Data under study:
-----
//! Company × filer holdings matrix and the overlap measures derived from it.

use bdc_core::{BdcError, Result};
use polars::prelude::*;
use serde::Serialize;
use std::collections::{BTreeMap, BTreeSet};
use tracing::debug;

use crate::positions::PositionRow;

/// What a holdings matrix cell measures.
#[derive(Clone, Copy, Debug, Default, PartialEq, Eq)]
pub enum MatrixValue {
    /// 1.0 when the filer holds the company, else 0.0.
    #[default]
    Presence,
    /// Fair value summed over the filer's positions in the company.
    FairValue,
}

/// Companies (rows) × filers (columns).
///
/// Rows and columns are sorted by name. A cell counts as held when its value
/// is positive.
#[derive(Clone, Debug, PartialEq)]
pub struct HoldingsMatrix {
    companies: Vec<String>,
    filers: Vec<String>,
    values: Vec<Vec<f64>>,
}

/// A company held by several filers.
#[derive(Clone, Debug, PartialEq, Eq, Serialize)]
pub struct CommonHolding {
    /// Normalized company name.
    pub company: String,
    /// Number of filers holding it.
    pub holder_count: usize,
    /// Holding filers, in column order.
    pub holders: Vec<String>,
}

/// Filer × filer shared company counts.
#[derive(Clone, Debug, PartialEq, Eq)]
pub struct OverlapMatrix {
    filers: Vec<String>,
    counts: Vec<Vec<usize>>,
}

/// Per-filer overlap totals.
#[derive(Clone, Debug, PartialEq, Serialize)]
pub struct FilerOverlap {
    /// Filer key.
    pub filer: String,
    /// Companies held.
    pub total_companies: usize,
    /// Companies also held by another filer.
    pub shared_companies: usize,
    /// Shared as a percentage of total, one decimal.
    pub pct_shared: f64,
}

impl HoldingsMatrix {
    /// Pivots positions into a matrix.
    ///
    /// Rows with an empty company name are ignored. Under
    /// [`MatrixValue::Presence`] only positions with a non-zero fair value
    /// mark the company as held; under [`MatrixValue::FairValue`] the summed
    /// fair value must be positive.
    #[must_use]
    pub fn build(positions: &[PositionRow], value: MatrixValue) -> Self {
        let mut cells: BTreeMap<(&str, &str), f64> = BTreeMap::new();
        let mut companies = BTreeSet::new();
        let mut filers = BTreeSet::new();

        for row in positions.iter().filter(|r| !r.company.is_empty()) {
            companies.insert(row.company.as_str());
            filers.insert(row.filer.as_str());
            let cell = cells.entry((row.company.as_str(), row.filer.as_str())).or_insert(0.0);
            match value {
                MatrixValue::Presence => {
                    if row.fair_value.is_some_and(|v| v != 0.0) {
                        *cell = 1.0;
                    }
                }
                MatrixValue::FairValue => *cell += row.fair_value.unwrap_or(0.0),
            }
        }

        let companies: Vec<String> = companies.into_iter().map(str::to_string).collect();
        let filers: Vec<String> = filers.into_iter().map(str::to_string).collect();
        let values = companies
            .iter()
            .map(|c| {
                filers
                    .iter()
                    .map(|f| cells.get(&(c.as_str(), f.as_str())).copied().unwrap_or(0.0))
                    .collect()
            })
            .collect();

        debug!("Holdings matrix: {} companies x {} filers", companies.len(), filers.len());
        Self {
            companies,
            filers,
            values,
        }
    }

    /// Row labels.
    #[must_use]
    pub fn companies(&self) -> &[String] {
        &self.companies
    }

    /// Column labels.
    #[must_use]
    pub fn filers(&self) -> &[String] {
        &self.filers
    }

    /// Cell value, `None` when either label is absent.
    #[must_use]
    pub fn value(&self, company: &str, filer: &str) -> Option<f64> {
        let i = self.companies.iter().position(|c| c == company)?;
        let j = self.filers.iter().position(|f| f == filer)?;
        Some(self.values[i][j])
    }

    fn held(&self, i: usize, j: usize) -> bool {
        self.values[i][j] > 0.0
    }

    fn holder_count(&self, i: usize) -> usize {
        (0..self.filers.len()).filter(|&j| self.held(i, j)).count()
    }

    /// Companies held by at least `min_holders` filers, most widely held first.
    #[must_use]
    pub fn common_holdings(&self, min_holders: usize) -> Vec<CommonHolding> {
        let mut common: Vec<CommonHolding> = self
            .companies
            .iter()
            .enumerate()
            .filter_map(|(i, company)| {
                let holders: Vec<String> = self
                    .filers
                    .iter()
                    .enumerate()
                    .filter(|&(j, _)| self.held(i, j))
                    .map(|(_, f)| f.clone())
                    .collect();
                (holders.len() >= min_holders.max(1)).then(|| CommonHolding {
                    company: company.clone(),
                    holder_count: holders.len(),
                    holders,
                })
            })
            .collect();
        common.sort_by(|a, b| b.holder_count.cmp(&a.holder_count));
        common
    }

    /// Binary holdings transposed against themselves.
    ///
    /// Cell (i, j) counts companies held by both filer i and filer j; the
    /// diagonal is each filer's total.
    #[must_use]
    pub fn overlap_matrix(&self) -> OverlapMatrix {
        let n = self.filers.len();
        let mut counts = vec![vec![0; n]; n];
        for i in 0..self.companies.len() {
            let held: Vec<usize> = (0..n).filter(|&j| self.held(i, j)).collect();
            for &a in &held {
                for &b in &held {
                    counts[a][b] += 1;
                }
            }
        }
        OverlapMatrix {
            filers: self.filers.clone(),
            counts,
        }
    }

    /// Total and shared company counts per filer, largest portfolio first.
    #[must_use]
    pub fn overlap_summary(&self) -> Vec<FilerOverlap> {
        let holder_counts: Vec<usize> = (0..self.companies.len()).map(|i| self.holder_count(i)).collect();
        let mut summary: Vec<FilerOverlap> = self
            .filers
            .iter()
            .enumerate()
            .map(|(j, filer)| {
                let held: Vec<usize> = (0..self.companies.len()).filter(|&i| self.held(i, j)).collect();
                let total = held.len();
                let shared = held.iter().filter(|&&i| holder_counts[i] > 1).count();
                let pct_shared = if total > 0 {
                    (shared as f64 / total as f64 * 1000.0).round() / 10.0
                } else {
                    0.0
                };
                FilerOverlap {
                    filer: filer.clone(),
                    total_companies: total,
                    shared_companies: shared,
                    pct_shared,
                }
            })
            .collect();
        summary.sort_by(|a, b| b.total_companies.cmp(&a.total_companies));
        summary
    }

    /// The matrix as a DataFrame: a `company` column plus one column per filer.
    pub fn to_dataframe(&self) -> Result<DataFrame> {
        let mut columns = Vec::with_capacity(self.filers.len() + 1);
        columns.push(Column::new("company".into(), self.companies.clone()));
        for (j, filer) in self.filers.iter().enumerate() {
            let values: Vec<f64> = self.values.iter().map(|row| row[j]).collect();
            columns.push(Column::new(filer.as_str().into(), values));
        }
        DataFrame::new(columns).map_err(|e| BdcError::Other(e.to_string()))
    }
}

impl OverlapMatrix {
    /// Row and column labels.
    #[must_use]
    pub fn filers(&self) -> &[String] {
        &self.filers
    }

    /// Shared company count of two filers.
    #[must_use]
    pub fn shared(&self, a: &str, b: &str) -> Option<usize> {
        let i = self.filers.iter().position(|f| f == a)?;
        let j = self.filers.iter().position(|f| f == b)?;
        Some(self.counts[i][j])
    }

    /// Counts in row-major order.
    #[must_use]
    pub fn counts(&self) -> &[Vec<usize>] {
        &self.counts
    }

    /// The matrix as a DataFrame: a `filer` column plus one column per filer.
    pub fn to_dataframe(&self) -> Result<DataFrame> {
        let mut columns = Vec::with_capacity(self.filers.len() + 1);
        columns.push(Column::new("filer".into(), self.filers.clone()));
        for (j, filer) in self.filers.iter().enumerate() {
            let values: Vec<u64> = self.counts.iter().map(|row| row[j] as u64).collect();
            columns.push(Column::new(filer.as_str().into(), values));
        }
        DataFrame::new(columns).map_err(|e| BdcError::Other(e.to_string()))
    }
}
-----
Required work:
Scan the material above for lines holding the string "first" and copy those lines.

Written solution:
    /// Companies held by at least `min_holders` filers, most widely held first.
    /// Total and shared company counts per filer, largest portfolio first.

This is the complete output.